Brief:
Take the line with "mod catalog;" as the first line and the last line of the data as the final one. Write out those lines exactly, and no others.

*** Begin section ***

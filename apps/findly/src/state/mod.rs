//! # State Module
//!
//! Per-screen state holders.
//!
//! ```text
//! ┌─────────────────────────────────────────────────────────────────────────┐
//! │                    State Architecture                                   │
//! │                                                                         │
//! │  ┌──────────────┐  ┌──────────────┐  ┌──────────────────┐              │
//! │  │ CatalogState │  │FavoritesState│  │   AccountState   │              │
//! │  │              │  │              │  │                  │              │
//! │  │  Arc<Mutex<  │  │  Arc<Mutex<  │  │  Arc<Mutex<      │              │
//! │  │  CatalogView │  │  Favorites   │  │  AccountView     │              │
//! │  │  >>          │  │  View>>      │  │  >>              │              │
//! │  └──────┬───────┘  └──────┬───────┘  └────────┬─────────┘              │
//! │         └─────────────────┼───────────────────┘                        │
//! │                           ▼                                             │
//! │             Arc<dyn FindlyApi> + Session                                │
//! │                                                                         │
//! │  LOCKING RULE:                                                         │
//! │  • The view mutex is never held across an `.await`                     │
//! │  • Mutations: lock, change, snapshot, unlock, await, lock, commit or   │
//! │    restore the snapshot                                                │
//! └─────────────────────────────────────────────────────────────────────────┘
//! ```

mod account;
mod catalog;
mod favorites;

pub use account::{AccountScreen, AccountState, AccountView};
pub use catalog::{CatalogFilters, CatalogScreen, CatalogState, CatalogView};
pub use favorites::{FavoritesState, FavoritesView};

use serde::Serialize;
use std::sync::{Mutex, MutexGuard};

/// Result of a user-triggered mutation.
#[derive(Debug, Clone, Copy, PartialEq, Eq, Serialize)]
#[serde(rename_all = "snake_case")]
pub enum MutationOutcome {
    /// The server confirmed the optimistic change.
    Committed,
    /// The call failed and the pre-mutation copy was restored.
    RolledBack,
    /// A mutation for the same offer is still in flight; nothing happened.
    Skipped,
    /// No session; the auth prompt was raised and no call was made.
    AuthRequired,
    /// The price prompt is now open for the offer.
    PromptOpened,
    /// Rejected locally (unknown offer, bad price); no call was made.
    Invalid,
}

/// Locks a view, recovering it if a previous holder panicked.
pub(crate) fn lock<T>(view: &Mutex<T>) -> MutexGuard<'_, T> {
    view.lock().unwrap_or_else(|e| e.into_inner())
}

*** End section ***

Result of this task:
mod catalog;
mod favorites;

pub use account::{AccountScreen, AccountState, AccountView};
pub use catalog::{CatalogFilters, CatalogScreen, CatalogState, CatalogView};
pub use favorites::{FavoritesState, FavoritesView};

use serde::Serialize;
use std::sync::{Mutex, MutexGuard};

/// Result of a user-triggered mutation.
#[derive(Debug, Clone, Copy, PartialEq, Eq, Serialize)]
#[serde(rename_all = "snake_case")]
pub enum MutationOutcome {
    /// The server confirmed the optimistic change.
    Committed,
    /// The call failed and the pre-mutation copy was restored.
    RolledBack,
    /// A mutation for the same offer is still in flight; nothing happened.
    Skipped,
    /// No session; the auth prompt was raised and no call was made.
    AuthRequired,
    /// The price prompt is now open for the offer.
    PromptOpened,
    /// Rejected locally (unknown offer, bad price); no call was made.
    Invalid,
}

/// Locks a view, recovering it if a previous holder panicked.
pub(crate) fn lock<T>(view: &Mutex<T>) -> MutexGuard<'_, T> {
    view.lock().unwrap_or_else(|e| e.into_inner())
}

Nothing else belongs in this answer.